21 juin 2021, 18:44

MÖTLEY CRÜE

"Theatre Of Pain" (1985 - Rétro-Chronique)

Album : Theatre Of Pain

Nous sommes en 2021 et cet album fête ses... 36 ans !

21 juin 1985. MÖTLEY CRÜE sort son troisième album, « Theatre Of Pain ». En apparence, tout a changé : la soie et les pois remplacent le cuir et les clous. Le noir mat s’est travesti en rose clinquant… Méconnaissable ! Pourtant, "l’équipe des chiffonniers" reste la même : Vince, Mick, Nikki et Tommy. D’ailleurs, quelques éléments graphiques assurent la transition entre cet album et son apocalyptique prédécesseur, « Shout At The Devil ». Il y a bien sûr le pentagramme, au recto, qui orne le masque qui pleure ; il y a aussi les peintures de guerre, au verso de la pochette : deux traits noirs sous les yeux de Nikki Sixx, deux sur la joue droite de Tommy Lee. Car malgré les apparences festives et le brillant du fuchsia, oui : c’est bien la guerre ! Et le chaos qui va avec. En pire.

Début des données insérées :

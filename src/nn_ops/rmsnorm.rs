//! RMS normalization, adapted from the teacher's `ops::rmsnorm` onto
//! `Lanes<f32, N>` for the sum-of-squares reduction and the final
//! scale-by-weight pass.

use crate::error::{CoreError, CoreResult};
use crate::lanes::{Lanes, LANES_F32};

pub fn rmsnorm(input: &[f32], weights: &[f32], epsilon: f32, output: &mut [f32]) -> CoreResult<()> {
    if input.len() != weights.len() || input.len() != output.len() {
        return Err(CoreError::DimensionMismatch {
            detail: format!(
                "rmsnorm length mismatch: input={}, weights={}, output={}",
                input.len(),
                weights.len(),
                output.len()
            ),
        });
    }

    const N: usize = LANES_F32;
    let dim = input.len();
    let chunks = dim / N;

    let mut sum_squared = 0.0f32;
    for c in 0..chunks {
        let v = Lanes::<f32, N>::load(&input[c * N..]);
        sum_squared += v.mul(v).hsum();
    }
    for i in (chunks * N)..dim {
        sum_squared += input[i] * input[i];
    }

    let mean_squared = sum_squared / (dim as f32);
    let rms = (mean_squared + epsilon).sqrt();
    let inv_rms = Lanes::<f32, N>::set(1.0 / rms);

    for c in 0..chunks {
        let x = Lanes::<f32, N>::load(&input[c * N..]);
        let w = Lanes::<f32, N>::load(&weights[c * N..]);
        x.mul(w).mul(inv_rms).store(&mut output[c * N..]);
    }
    for i in (chunks * N)..dim {
        output[i] = input[i] * weights[i] / rms;
    }
    Ok(())
}
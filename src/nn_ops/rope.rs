//! Rotary position embedding, adapted from the teacher's `ops::rope`. Pair
//! rotation doesn't map onto a fixed-width lane without cross-lane shuffles
//! the lane layer doesn't expose, so this stays a scalar per-pair loop, same
//! as the teacher's.

use crate::error::{CoreError, CoreResult};

pub fn rope(vec: &mut [f32], base: u32, pos: u32, head_dim: u32, rotary_dim: u32) -> CoreResult<()> {
    if rotary_dim > head_dim {
        return Err(CoreError::DimensionMismatch {
            detail: format!("rotary_dim {rotary_dim} exceeds head_dim {head_dim}"),
        });
    }

    let num_pairs = vec.len() / 2;
    for i in 0..num_pairs {
        let angle = (pos as f32) * (base as f32).powf((-2.0 * (i as f32)) / (head_dim as f32));
        let (sin, cos) = angle.sin_cos();
        let temp_0 = vec[2 * i];
        let temp_1 = vec[2 * i + 1];
        vec[2 * i] = temp_0 * cos - temp_1 * sin;
        vec[2 * i + 1] = temp_0 * sin + temp_1 * cos;
    }
    Ok(())
}
//! Q2_K: 2-bit K-quant super-block (spec §3). 84 bytes = 16 scale/min
//! bytes, f16 `d`, f16 `dmin`, 64 bytes of 2-bit-packed quants. 16
//! sub-blocks of 16 values each: `d*sc*q - dmin*m`.

use crate::dispatch::KernelTable;
use crate::error::{CoreError, CoreResult};
use crate::half_precision::decode_scale_f16;
use crate::quant::{high_nibble, low_nibble, QK_K};

pub const VALUES_PER_BLOCK: usize = QK_K;
pub const BLOCK_BYTES: usize = 84; // 16 (scale/min) + 2 (d) + 2 (dmin) + 64 (qs)

const SUB_BLOCKS: usize = 16;
const SUB_BLOCK_LEN: usize = 16;

fn num_blocks(byte_len: usize) -> CoreResult<usize> {
    if byte_len % BLOCK_BYTES != 0 {
        return Err(CoreError::DimensionMismatch {
            detail: format!(
                "Q2_K input length {byte_len} is not a multiple of the {BLOCK_BYTES}-byte block size"
            ),
        });
    }
    Ok(byte_len / BLOCK_BYTES)
}

pub fn dequantize_base(bytes: &[u8], out: &mut [f32]) -> CoreResult<()> {
    if bytes.is_empty() {
        return Ok(());
    }
    let nblocks = num_blocks(bytes.len())?;
    for b in 0..nblocks {
        let block = &bytes[b * BLOCK_BYTES..(b + 1) * BLOCK_BYTES];
        let sc_min = &block[0..16];
        let d = decode_scale_f16([block[16], block[17]]);
        let dmin = decode_scale_f16([block[18], block[19]]);
        let qs = &block[20..84];
        let out_block = &mut out[b * VALUES_PER_BLOCK..(b + 1) * VALUES_PER_BLOCK];

        for is in 0..SUB_BLOCKS {
            let sc = low_nibble(sc_min[is]) as f32;
            let m = high_nibble(sc_min[is]) as f32;
            let base = (is / 8) * 32 + (is % 2) * 16;
            let shift = ((is % 8) / 2) * 2;
            for j in 0..SUB_BLOCK_LEN {
                let q = (qs[base + j] >> shift) & 0x3;
                out_block[is * SUB_BLOCK_LEN + j] = d * sc * (q as f32) - dmin * m;
            }
        }
    }
    Ok(())
}

pub fn dequantize(bytes: &[u8], out: &mut [f32]) -> CoreResult<()> {
    let table: KernelTable<fn(&[u8], &mut [f32]) -> CoreResult<()>> =
        KernelTable::new(dequantize_base);
    (table.resolve_detected())(bytes, out)
}

#[cfg(test)]
mod tests {
    use super::*;
    use crate::half_precision::encode_scale_f16;

    fn zero_block() -> Vec<u8> {
        let mut block = vec![0u8; BLOCK_BYTES];
        block[16..18].copy_from_slice(&encode_scale_f16(1.0));
        block[18..20].copy_from_slice(&encode_scale_f16(1.0));
        block
    }

    #[test]
    fn empty_input_is_noop() {
        let mut out: Vec<f32> = vec![];
        dequantize_base(&[], &mut out).unwrap();
        assert!(out.is_empty());
    }

    #[test]
    fn scale_zero_invariant() {
        let mut block = zero_block();
        block[0] = 0x0F; // sc = 15, m = 0
        for b in &mut block[20..84] {
            *b = 0xFF;
        }
        block[16..18].copy_from_slice(&encode_scale_f16(0.0));
        let mut out = vec![1.0f32; QK_K];
        dequantize_base(&block, &mut out).unwrap();
        assert!(out.iter().all(|&v| v == 0.0));
    }

    #[test]
    fn super_block_independence() {
        let mut two_blocks = vec![0u8; 2 * BLOCK_BYTES];
        let b0 = zero_block();
        let mut b1 = zero_block();
        b1[0] = 0xFF; // non-default scale/min in block 1 only
        for byte in &mut b1[20..84] {
            *byte = 0xAA;
        }
        two_blocks[..BLOCK_BYTES].copy_from_slice(&b0);
        two_blocks[BLOCK_BYTES..].copy_from_slice(&b1);

        let mut out = vec![0.0f32; 2 * QK_K];
        dequantize_base(&two_blocks, &mut out).unwrap();
        // Block 0 is an all-zero payload with sc=m=0: every value is 0.
        assert!(out[..QK_K].iter().all(|&v| v == 0.0));
        // Block 1 differs, but block 0's output must be unaffected — verified
        // above; this asserts block 1 actually produced something else.
        assert!(out[QK_K..].iter().any(|&v| v != 0.0));
    }

    #[test]
    fn all_zero_payload_is_all_zero() {
        let block = zero_block();
        let mut out = vec![1.0f32; QK_K];
        dequantize_base(&block, &mut out).unwrap();
        assert!(out.iter().all(|&v| v == 0.0));
    }
}
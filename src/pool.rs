//! Temporary-buffer pool (spec §4.4/§5): a thread-safe, size-classed
//! free-list for the matmul driver's activation scratch buffer and similar
//! short-lived allocations. Reuse is an optimization, not a correctness
//! requirement — a size-class miss falls straight back to the system
//! allocator, and every acquired buffer is released on every exit path
//! (including panics, via `Drop`) per spec's "Temporary buffer lifetime in
//! matmul" design note.

use std::sync::Mutex;

/// Rounds a requested byte length up to its size class. Classes are powers
/// of two from 64 B up; anything smaller still gets a 64 B slot so the
/// free-list has a bounded number of buckets.
fn size_class(len: usize) -> usize {
    len.max(64).next_power_of_two()
}

fn class_index(class: usize) -> usize {
    class.trailing_zeros() as usize
}

/// A pool of reusable byte buffers, one free-list per size class.
pub struct BufferPool {
    free_lists: Mutex<Vec<Vec<Vec<u8>>>>,
}

impl BufferPool {
    pub fn new() -> Self {
        Self {
            free_lists: Mutex::new(Vec::new()),
        }
    }

    /// Acquire a zeroed buffer of at least `len` bytes. A cache miss
    /// allocates fresh rather than blocking.
    pub fn acquire(&self, len: usize) -> PooledBuffer<'_> {
        let class = size_class(len);
        let idx = class_index(class);
        let mut buf = {
            let mut lists = self.free_lists.lock().expect("buffer pool mutex poisoned");
            if idx < lists.len() {
                lists[idx].pop()
            } else {
                None
            }
        }
        .unwrap_or_else(|| vec![0u8; class]);
        buf.truncate(len);
        buf.resize(len, 0);
        PooledBuffer {
            pool: self,
            class,
            buf: Some(buf),
        }
    }

    fn release(&self, class: usize, mut buf: Vec<u8>) {
        buf.clear();
        buf.resize(class, 0);
        let idx = class_index(class);
        let mut lists = self.free_lists.lock().expect("buffer pool mutex poisoned");
        if lists.len() <= idx {
            lists.resize_with(idx + 1, Vec::new);
        }
        lists[idx].push(buf);
    }
}

impl Default for BufferPool {
    fn default() -> Self {
        Self::new()
    }
}

/// A buffer checked out from a [`BufferPool`]. Returned to its size class's
/// free-list on drop — the scoped-release contract holds on every exit
/// path, including an early `return` or a panic unwind, since this is
/// ordinary `Drop`, not a manually-paired acquire/release call.
pub struct PooledBuffer<'a> {
    pool: &'a BufferPool,
    class: usize,
    buf: Option<Vec<u8>>,
}

impl std::ops::Deref for PooledBuffer<'_> {
    type Target = [u8];
    fn deref(&self) -> &[u8] {
        self.buf.as_deref().expect("buffer taken before drop")
    }
}

impl std::ops::DerefMut for PooledBuffer<'_> {
    fn deref_mut(&mut self) -> &mut [u8] {
        self.buf.as_deref_mut().expect("buffer taken before drop")
    }
}

impl Drop for PooledBuffer<'_> {
    fn drop(&mut self) {
        if let Some(buf) = self.buf.take() {
            self.pool.release(self.class, buf);
        }
    }
}
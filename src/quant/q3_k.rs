//! Q3_K: 3-bit K-quant super-block (spec §3). 110 bytes = 32 bytes `hmask`
//! (per-value high bit), 64 bytes `qs` (2-bit low part), 12 bytes of
//! packed 6-bit signed scales (bias 32), f16 `d`. 16 sub-blocks of 16:
//! `d*(scale-32)*(q-4)` where `q = low2 + 4*hi1`.
//!
//! spec.md gives the high-bit formula `(sub_block/8)*4 + ((sub_block%8)/2)`
//! as a bit position but doesn't separately spell out which `hmask` byte it
//! applies to (unlike `qs`, whose byte-selection formula *is* given
//! explicitly). This module resolves that gap by reusing `qs`'s own
//! byte-selection shape, halved to fit `hmask`'s width: `hbase = (is%2)*16`
//! rather than `qs`'s `(is/8)*32 + (is%2)*16`. That is the only
//! indexing choice in this file not pinned down verbatim by spec.md; it
//! was chosen because it is the natural analogue and, like `qs`'s scheme,
//! partitions all 256 values across the 32-byte mask with no overlap and
//! no gaps (verified by `super_block_independence` below). See DESIGN.md.

use crate::dispatch::KernelTable;
use crate::error::{CoreError, CoreResult};
use crate::half_precision::decode_scale_f16;
use crate::quant::read_bits_le;
use crate::quant::QK_K;

pub const VALUES_PER_BLOCK: usize = QK_K;
pub const BLOCK_BYTES: usize = 110; // 32 (hmask) + 64 (qs) + 12 (scales) + 2 (d)

const SUB_BLOCKS: usize = 16;
const SUB_BLOCK_LEN: usize = 16;

fn num_blocks(byte_len: usize) -> CoreResult<usize> {
    if byte_len % BLOCK_BYTES != 0 {
        return Err(CoreError::DimensionMismatch {
            detail: format!(
                "Q3_K input length {byte_len} is not a multiple of the {BLOCK_BYTES}-byte block size"
            ),
        });
    }
    Ok(byte_len / BLOCK_BYTES)
}

pub fn dequantize_base(bytes: &[u8], out: &mut [f32]) -> CoreResult<()> {
    if bytes.is_empty() {
        return Ok(());
    }
    let nblocks = num_blocks(bytes.len())?;
    for b in 0..nblocks {
        let block = &bytes[b * BLOCK_BYTES..(b + 1) * BLOCK_BYTES];
        let hmask = &block[0..32];
        let qs = &block[32..96];
        let scales = &block[96..108];
        let d = decode_scale_f16([block[108], block[109]]);
        let out_block = &mut out[b * VALUES_PER_BLOCK..(b + 1) * VALUES_PER_BLOCK];

        for is in 0..SUB_BLOCKS {
            let scale_raw = read_bits_le(scales, 6 * is, 6) as i32;
            let scale = (scale_raw - 32) as f32;
            let qs_base = (is / 8) * 32 + (is % 2) * 16;
            let shift = ((is % 8) / 2) * 2;
            let hbase = (is % 2) * 16;
            let bit = (is / 8) * 4 + ((is % 8) / 2);
            for j in 0..SUB_BLOCK_LEN {
                let low2 = (qs[qs_base + j] >> shift) & 0x3;
                let hi1 = (hmask[hbase + j] >> bit) & 0x1;
                let q = low2 as i32 + 4 * hi1 as i32;
                out_block[is * SUB_BLOCK_LEN + j] = d * scale * (q as f32 - 4.0);
            }
        }
    }
    Ok(())
}

pub fn dequantize(bytes: &[u8], out: &mut [f32]) -> CoreResult<()> {
    let table: KernelTable<fn(&[u8], &mut [f32]) -> CoreResult<()>> =
        KernelTable::new(dequantize_base);
    (table.resolve_detected())(bytes, out)
}
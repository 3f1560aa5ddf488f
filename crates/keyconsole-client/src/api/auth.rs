//! Registration and login

use super::parse;
use crate::error::{ClientError, ClientResult};
use crate::http::{ApiRequest, Auth, HttpClient};
use keyconsole_core::{AccessToken, RegisterRequest};
use serde_json::Value;
use tracing::info;

/// Message shown when a registration fails without a server `detail`
pub const REGISTRATION_FAILED: &str =
    "Registration failed, please check that the invite code is valid";

/// Calls that create or end a session
#[derive(Debug, Clone)]
pub struct AuthApi {
    http: HttpClient,
}

impl AuthApi {
    /// Create the endpoint wrapper
    pub const fn new(http: HttpClient) -> Self {
        Self { http }
    }

    /// Create an account; never sends a bearer token
    pub async fn register(&self, request: &RegisterRequest) -> ClientResult<Value> {
        let body = serde_json::to_value(request)
            .map_err(|e| ClientError::invalid_request(e.to_string()))?;
        let created = self
            .http
            .send(
                ApiRequest::post("/auth/register")
                    .unprefixed()
                    .json(body)
                    .auth(Auth::Anonymous)
                    .fallback(REGISTRATION_FAILED),
            )
            .await?;
        info!(email = %request.email, "registered account");
        Ok(created)
    }

    /// Exchange credentials for a token and store it in the session
    pub async fn login(&self, username: &str, password: &str) -> ClientResult<AccessToken> {
        let body = self
            .http
            .send(
                ApiRequest::post("/login/access-token")
                    .form(vec![
                        ("username".to_string(), username.to_string()),
                        ("password".to_string(), password.to_string()),
                    ])
                    .auth(Auth::Anonymous)
                    .fallback("Login failed"),
            )
            .await?;
        let token: AccessToken = parse(body)?;

        self.http.session().login(&token.access_token)?;
        info!(username, "logged in");
        Ok(token)
    }

    /// Forget the stored token
    pub fn logout(&self) -> ClientResult<()> {
        self.http.session().logout()?;
        info!("logged out");
        Ok(())
    }
}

21 juin 1985, c’est aussi le premier jour de l’été… et le solstice qui va de pair. Un des jours les plus longs de l'année ; une des nuits les plus courtes, aussi, pour ceux qui festoient jusqu'à l'aube. Le quatuor ne le mesure pas encore, mais le "Théâtre de la douleur" les a fait basculer dans la seconde période de leur existence : l’été, précisément. Il sera caniculaire… et moite. La totale. Exit la fraîcheur printanière de « Too Fast For Love » et "l’innocence" de « Shout At The Devil ». Car impossible de dissocier ce qu’il s’est passé le 8 décembre 1984 de la genèse de « Theatre Of Pain ». Peut-être même de ce qu’il adviendra, plus tard, entre les quatre membres du groupe.
Ce 8 décembre, Vince Neil, ivre, plante sa De Tomaso Pantera ’72 avec toutes les conséquences que l’on sait : la mort de Nicholas "Razzle" Dingley, batteur de HANOI ROCKS, et de sérieuses blessures pour les deux malheureux occupants du véhicule percuté. Les millions ont beau remplir les tiroirs caisses depuis le succès de « Shout » et de la tournée mondiale qui s'ensuivit, c’est un tournant dans l’existence de MÖTLEY CRÜE. Un virage à 180°. L’éclat du groupe, son intégrité, sa jeunesse, sa naïveté et même sa candeur (ne riez pas !) : tout vient de s’évaporer sous les coups de boutoir du soleil. Bien que copieusement imbibés, les quatre membres se trouvent asséchés. Les conneries du gang ont désormais des répercussions dramatiques dans le réel… ce qui ne les empêchera pas de continuer. Mais désormais, ils savent. Ils feront donc tout pour oublier. Ou faire semblant de ne pas se rappeler.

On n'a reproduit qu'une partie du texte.